According to Chan, MasterCard believes that card issuers are in the best position to manage their own risk, and will therefore encourage issuers to manage their own Magneprint databases and conduct authorization decisions based on their own thresholds. However, he said, it would possible for either MasterCard or other transaction processors to manage Magneprint scoring on behalf of issuers.
Considering the costs
While costs to store and manage Magneprint data will vary, Gandhi estimated that most issuers would be able to do so for $150,000 to $200,000.
Chan preferred not to comment on specific costs. However, he said, "We have shared the various components of costs with our member banks that have expressed interest in implementing Magneprint. Based on our experience with the beta test in Malaysia, we can comment that the cost to upgrade the bank's systems is minimal and the enhancements can be completed within two to three months."

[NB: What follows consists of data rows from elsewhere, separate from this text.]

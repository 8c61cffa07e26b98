//! Services - the presence pipeline and its shared state
//!
//! - `cycle` - the sensing loop tying the pipeline together
//! - `classifier` - inclusive zone containment
//! - `occupancy` - per-cycle occupancy latching
//! - `resilience` - sensor stall detection and link recovery
//! - `zone_store` - zone geometry shared with the HTTP side
//! - `zone_config` - runtime geometry reads and partial updates

pub mod classifier;
pub mod cycle;
pub mod occupancy;
pub mod resilience;
pub mod zone_config;
pub mod zone_store;

pub use cycle::{CycleReport, CycleRunner};
pub use occupancy::OccupancyStateMachine;
pub use resilience::{ResilienceSupervisor, StallVerdict};
pub use zone_config::{ZoneConfigService, ZoneUpdateError};
pub use zone_store::ZoneStore;
//! Shared zone geometry
//!
//! One `RwLock` guards all three zones, so readers always see a complete
//! geometry and an update lands on every zone at once or not at all.

use crate::domain::types::{Zone, ZoneIndex, ZonePatch, ZONE_COUNT};
use parking_lot::RwLock;
use std::sync::Arc;

#[derive(Debug, Clone)]
pub struct ZoneStore {
    zones: Arc<RwLock<[Zone; ZONE_COUNT]>>,
}

impl ZoneStore {
    pub fn new(initial: [Zone; ZONE_COUNT]) -> Self {
        Self { zones: Arc::new(RwLock::new(initial)) }
    }

    /// Copy of the whole geometry
    pub fn snapshot(&self) -> [Zone; ZONE_COUNT] {
        *self.zones.read()
    }

    pub fn zone(&self, index: ZoneIndex) -> Zone {
        self.zones.read()[index.as_usize()]
    }

    /// Merge `patches` into the zones in order (patch 0 to zone 0, ...) and
    /// return the resulting geometry. Zones without a patch are untouched.
    /// Patches past the last zone are ignored; callers reject those first.
    pub fn apply(&self, patches: &[ZonePatch]) -> [Zone; ZONE_COUNT] {
        let mut zones = self.zones.write();
        let mut next = *zones;
        for (zone, patch) in next.iter_mut().zip(patches) {
            *zone = patch.apply_to(*zone);
        }
        *zones = next;
        next
    }
}

impl Default for ZoneStore {
    fn default() -> Self {
        Self::new(crate::domain::types::DEFAULT_ZONES)
    }
}

#[cfg(test)]
mod tests {
    use super::*;
    use crate::domain::types::DEFAULT_ZONES;

    #[test]
    fn test_patch_changes_only_present_fields() {
        let store = ZoneStore::default();
        let patch = ZonePatch { x2: Some(5000), ..Default::default() };

        let zones = store.apply(&[patch]);

        assert_eq!(zones[0], Zone::new(1, 1, 5000, 4000));
        assert_eq!(zones[1], DEFAULT_ZONES[1]);
        assert_eq!(zones[2], DEFAULT_ZONES[2]);
        assert_eq!(store.snapshot(), zones);
    }

    #[test]
    fn test_empty_patch_keeps_zone() {
        let store = ZoneStore::default();
        let second = ZonePatch { y1: Some(-10), ..Default::default() };

        store.apply(&[ZonePatch::default(), second]);

        assert_eq!(store.zone(ZoneIndex::First), DEFAULT_ZONES[0]);
        assert_eq!(store.zone(ZoneIndex::Second), Zone::new(-4000, -10, -1, 4000));
    }

    #[test]
    fn test_clones_share_geometry() {
        let store = ZoneStore::default();
        let reader = store.clone();
        let patch = ZonePatch { x1: Some(0), y1: Some(0), x2: Some(10), y2: Some(10) };

        store.apply(&[ZonePatch::default(), ZonePatch::default(), patch]);

        assert_eq!(reader.zone(ZoneIndex::Third), Zone::new(0, 0, 10, 10));
    }

    #[test]
    fn test_reversed_corners_are_stored_as_written() {
        let store = ZoneStore::default();
        let patch = ZonePatch { x1: Some(4000), x2: Some(1), ..Default::default() };

        store.apply(&[patch]);

        assert_eq!(store.zone(ZoneIndex::First), Zone::new(4000, 1, 1, 4000));
    }

    #[test]
    fn test_concurrent_readers_never_see_partial_update() {
        let uniform = |k: i32| ZonePatch { x1: Some(k), y1: Some(k), x2: Some(k), y2: Some(k) };
        let store = ZoneStore::new([Zone::new(0, 0, 0, 0); ZONE_COUNT]);

        let writers: Vec<_> = (0..2)
            .map(|w| {
                let store = store.clone();
                std::thread::spawn(move || {
                    for k in 1..=2_000 {
                        let k = k * 2 + w;
                        store.apply(&[uniform(k), uniform(k), uniform(k)]);
                    }
                })
            })
            .collect();

        let readers: Vec<_> = (0..4)
            .map(|_| {
                let store = store.clone();
                std::thread::spawn(move || {
                    for _ in 0..5_000 {
                        let zones = store.snapshot();
                        let k = zones[0].x1;
                        for zone in zones {
                            assert_eq!(zone, Zone::new(k, k, k, k));
                        }
                    }
                })
            })
            .collect();

        for handle in writers.into_iter().chain(readers) {
            handle.join().unwrap();
        }
    }
}
/// Route one request
pub async fn handle_request<B>(
    req: Request<B>,
    state: Arc<HttpState>,
) -> Result<Response<Full<Bytes>>, Infallible>
where
    B: Body + Send + 'static,
    B::Error: Into<Box<dyn std::error::Error + Send + Sync>>,
{
    debug!(method = %req.method(), path = %req.uri().path(), "http_request");

    let response = match (req.method(), req.uri().path()) {
        (&Method::GET, "/zones") => get_zones(&state),
        (&Method::POST, "/updateZones") => update_zones(req, &state).await,
        (&Method::GET, "/ws") => upgrade_websocket(req, &state),
        (&Method::OPTIONS, "/zones") => preflight_response("GET, OPTIONS"),
        (&Method::OPTIONS, "/updateZones") => preflight_response("POST, OPTIONS"),
        _ => plain_response(StatusCode::NOT_FOUND, "Not Found"),
    };
    Ok(response)
}

/// Bind and serve until shutdown
pub async fn start_http_server(
    addr: SocketAddr,
    state: HttpState,
    shutdown: watch::Receiver<bool>,
) -> anyhow::Result<()> {
    let listener = TcpListener::bind(addr)
        .await
        .with_context(|| format!("Failed to bind HTTP server on {addr}"))?;
    serve(listener, Arc::new(state), shutdown).await
}

pub async fn serve(
    listener: TcpListener,
    state: Arc<HttpState>,
    mut shutdown: watch::Receiver<bool>,
) -> anyhow::Result<()> {
    info!(addr = %listener.local_addr()?, "http_server_started");

    loop {
        tokio::select! {
            result = listener.accept() => {
                match result {
                    Ok((stream, peer)) => {
                        let io = TokioIo::new(stream);
                        let state = state.clone();

                        tokio::spawn(async move {
                            let service = service_fn(move |req| {
                                let state = state.clone();
                                async move { handle_request(req, state).await }
                            });

                            if let Err(e) = http1::Builder::new()
                                .serve_connection(io, service)
                                .with_upgrades()
                                .await
                            {
                                debug!(peer = %peer, error = %e, "http_connection_error");
                            }
                        });
                    }
                    Err(e) => {
                        error!(error = %e, "http_accept_error");
                    }
                }
            }
            changed = shutdown.changed() => {
                if changed.is_err() || *shutdown.borrow() {
                    info!("http_server_shutdown");
                    return Ok(());
                }
            }
        }
    }
}

#[cfg(test)]
mod tests {
    use super::*;
    use crate::domain::types::{TelemetryRecord, Zone, DEFAULT_ZONES};
    use crate::infra::metrics::Metrics;
    use crate::services::zone_store::ZoneStore;
    use futures_util::StreamExt;
    use serde_json::json;
    use std::time::Duration;
    use tokio::io::{AsyncReadExt, AsyncWriteExt};

    struct Fixture {
        state: Arc<HttpState>,
        store: ZoneStore,
        telemetry: Arc<TelemetryPublisher>,
        shutdown_tx: watch::Sender<bool>,
    }

    fn fixture() -> Fixture {
        let metrics = Arc::new(Metrics::new());
        let store = ZoneStore::default();
        let telemetry = Arc::new(TelemetryPublisher::new(16, metrics.clone()));
        let (shutdown_tx, shutdown_rx) = watch::channel(false);
        let state = Arc::new(HttpState::new(
            ZoneConfigService::new(store.clone(), metrics),
            telemetry.clone(),
            shutdown_rx,
        ));
        Fixture { state, store, telemetry, shutdown_tx }
    }

    fn request(method: Method, path: &str, body: impl Into<Bytes>) -> Request<Full<Bytes>> {
        Request::builder().method(method).uri(path).body(Full::new(body.into())).unwrap()
    }

    async fn body_string(response: Response<Full<Bytes>>) -> String {
        let bytes = response.into_body().collect().await.unwrap().to_bytes();
        String::from_utf8(bytes.to_vec()).unwrap()
    }

    #[tokio::test]
    async fn test_get_zones() {
        let f = fixture();

        let response = handle_request(request(Method::GET, "/zones", ""), f.state).await.unwrap();

        assert_eq!(response.status(), StatusCode::OK);
        assert_eq!(response.headers()[CONTENT_TYPE], "application/json");
        assert_eq!(response.headers()[ACCESS_CONTROL_ALLOW_ORIGIN], "*");
        let zones: Vec<Zone> = serde_json::from_str(&body_string(response).await).unwrap();
        assert_eq!(zones, DEFAULT_ZONES);
    }

    #[tokio::test]
    async fn test_update_zones_partial() {
        let f = fixture();

        let response =
            handle_request(request(Method::POST, "/updateZones", r#"[{"x2":5000}]"#), f.state)
                .await
                .unwrap();

        assert_eq!(response.status(), StatusCode::OK);
        assert_eq!(body_string(response).await, r#"{"status":"success","message":"Zones updated"}"#);
        assert_eq!(f.store.snapshot()[0], Zone::new(1, 1, 5000, 4000));
        assert_eq!(&f.store.snapshot()[1..], &DEFAULT_ZONES[1..]);
    }

    #[tokio::test]
    async fn test_update_zones_malformed() {
        let f = fixture();

        let response =
            handle_request(request(Method::POST, "/updateZones", "[{"), f.state).await.unwrap();

        assert_eq!(response.status(), StatusCode::BAD_REQUEST);
        let body: serde_json::Value = serde_json::from_str(&body_string(response).await).unwrap();
        assert_eq!(body, json!({"status": "error", "message": "Invalid JSON"}));
        assert_eq!(f.store.snapshot(), DEFAULT_ZONES);
    }

    #[tokio::test]
    async fn test_update_zones_too_many() {
        let f = fixture();
        let body = r#"[{"x1":1},{"x1":2},{"x1":3},{"x1":4}]"#;

        let response =
            handle_request(request(Method::POST, "/updateZones", body), f.state).await.unwrap();

        assert_eq!(response.status(), StatusCode::BAD_REQUEST);
        let body: serde_json::Value = serde_json::from_str(&body_string(response).await).unwrap();
        assert_eq!(body["message"], "Too many zones");
        assert_eq!(f.store.snapshot(), DEFAULT_ZONES);
    }

    #[tokio::test]
    async fn test_update_zones_oversized_body() {
        let f = fixture();
        let padding = " ".repeat(MAX_UPDATE_BODY);
        let body = format!(r#"[{{"x1":7}}{padding}]"#);

        let response =
            handle_request(request(Method::POST, "/updateZones", body), f.state).await.unwrap();

        assert_eq!(response.status(), StatusCode::BAD_REQUEST);
        assert!(body_string(response).await.contains("Invalid JSON"));
        assert_eq!(f.store.snapshot(), DEFAULT_ZONES);
    }

    #[tokio::test]
    async fn test_preflight_and_not_found() {
        let f = fixture();

        let response = handle_request(request(Method::OPTIONS, "/updateZones", ""), f.state.clone())
            .await
            .unwrap();
        assert_eq!(response.status(), StatusCode::OK);
        assert_eq!(response.headers()[ACCESS_CONTROL_ALLOW_METHODS], "POST, OPTIONS");

        let response =
            handle_request(request(Method::GET, "/metrics", ""), f.state.clone()).await.unwrap();
        assert_eq!(response.status(), StatusCode::NOT_FOUND);

        let response =
            handle_request(request(Method::GET, "/updateZones", ""), f.state).await.unwrap();
        assert_eq!(response.status(), StatusCode::NOT_FOUND);
    }

    #[tokio::test]
    async fn test_ws_upgrade_headers() {
        let f = fixture();
        let req = Request::builder()
            .method(Method::GET)
            .uri("/ws")
            .header(CONNECTION, "keep-alive, Upgrade")
            .header(UPGRADE, "websocket")
            .header(SEC_WEBSOCKET_KEY, "dGhlIHNhbXBsZSBub25jZQ==")
            .header("Sec-WebSocket-Version", "13")
            .body(Full::new(Bytes::new()))
            .unwrap();

        let response = handle_request(req, f.state).await.unwrap();

        assert_eq!(response.status(), StatusCode::SWITCHING_PROTOCOLS);
        assert_eq!(response.headers()[SEC_WEBSOCKET_ACCEPT], "s3pPLMBiTxaQ9kYGzzhZRbK+xOo=");
    }

    #[tokio::test]
    async fn test_ws_without_upgrade_is_rejected() {
        let f = fixture();

        let response = handle_request(request(Method::GET, "/ws", ""), f.state).await.unwrap();

        assert_eq!(response.status(), StatusCode::BAD_REQUEST);
    }

    #[tokio::test]
    async fn test_server_round_trip_over_tcp() {
        let f = fixture();
        let listener = TcpListener::bind("127.0.0.1:0").await.unwrap();
        let addr = listener.local_addr().unwrap();
        let server = tokio::spawn(serve(listener, f.state.clone(), f.shutdown_tx.subscribe()));

        let mut stream = tokio::net::TcpStream::connect(addr).await.unwrap();
        stream
            .write_all(b"GET /zones HTTP/1.1\r\nHost: localhost\r\nConnection: close\r\n\r\n")
            .await
            .unwrap();
        let mut raw = String::new();
        stream.read_to_string(&mut raw).await.unwrap();

        assert!(raw.starts_with("HTTP/1.1 200 OK"));
        assert!(raw.contains(r#"{"x1":1,"y1":1,"x2":4000,"y2":4000}"#));

        f.shutdown_tx.send(true).unwrap();
        server.await.unwrap().unwrap();
    }

    #[tokio::test]
    async fn test_websocket_streams_telemetry() {
        let f = fixture();
        let listener = TcpListener::bind("127.0.0.1:0").await.unwrap();
        let addr = listener.local_addr().unwrap();
        let server = tokio::spawn(serve(listener, f.state.clone(), f.shutdown_tx.subscribe()));

        let (mut ws, _) = tokio_tungstenite::connect_async(format!("ws://{addr}/ws")).await.unwrap();
        for _ in 0..200 {
            if f.telemetry.subscriber_count() == 1 {
                break;
            }
            tokio::time::sleep(Duration::from_millis(5)).await;
        }
        assert_eq!(f.telemetry.subscriber_count(), 1);

        f.telemetry.publish(&TelemetryRecord { id: 2, x: -150, y: 900 });
        let message = tokio::time::timeout(Duration::from_secs(5), ws.next())
            .await
            .unwrap()
            .unwrap()
            .unwrap();
        assert_eq!(message.to_text().unwrap(), r#"{"id":2,"x":-150,"y":900}"#);

        f.shutdown_tx.send(true).unwrap();
        server.await.unwrap().unwrap();
    }
}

Current card readers cannot be updated to read Magneprints, Gandhi said, so new readers are necessary. Peripheral readers, which cost less than $100, were used during the beta test. Eventually, he said, MagTek will integrate the technology into new terminals.
The cost to upgrade existing point-of-sale terminals is "minimal," Chan said. "For new terminals with the built-in Magneprint capability the incremental cost will be again nominal. We are currently working with ATM manufacturers on the requirements to upgrade ATMs. While upgrading ATMs will be more involved compared to POS terminals, we expect that the cost will not be significant."
Implementing Magneprint is far less expensive than implementing chip cards and the necessary infrastructure to support them, a solution being adopted in many regions of the world.
Indeed, countries that are in the process of converting to chip are finding it costly. According to the UK's Association for Payment Clearing Services (APACS), conversion to chip/PIN will cost banks and retailers in the UK an estimated 1.1 billion pounds (about $1.7 billion U.S.). In Malaysia, a report published in The Star newspaper noted that banks would have to spend more than 40 million ringgits (about $10.5 million U.S.) each to upgrade their systems for chip.
"You have to weigh the costs of implementation versus the potential liability," Gandhi said. "If your liability is 10 cents and you must invest $1, there is no gain. But if your liability is $1 and your cost is 10 cents, you've gained 90 cents."
Moving toward chip
Using interim technologies like Magneprint would allow for "a more strategic move" toward chip rather than an abrupt one, Gandhi added. "You could take the money you save on fraud and use it to invest in your chip migration. If you took the time to develop other interactive chip-based applications, you could better justify the costs to upgrade your infrastructure."
Both Chan and Gandhi agreed that the chip is the best long-term solution to card fraud. However, it will likely take many years to achieve chip ubiquity. And until then, cardholders are at risk.
While more than 127 million MasterCard-branded smart cards had been issued by the end of 2002, Chan said that a hybrid card environment, in which chip and magnetic stripe co-exist, will be the norm "for the foreseeable future."
Noting that the UK and other countries migrating to chip are currently issuing cards that include both a chip and a magnetic stripe, Gandhi said, "You could clone card data in the UK and use it somewhere else, say India, to compromise those cards."
"Card fraud is like a water balloon. If you squeeze it in one place, it pops up someplace else," Gandhi said.
Gandhi said that MagTek is in discussions with other companies interested in licensing Magneprint, including other card associations.
Chan said that MasterCard is working closely with members from the U.S., Canada and Mexico, who have expressed "keen interest" in Magneprint. "The beta test in Malaysia has fully validated the technology," he said.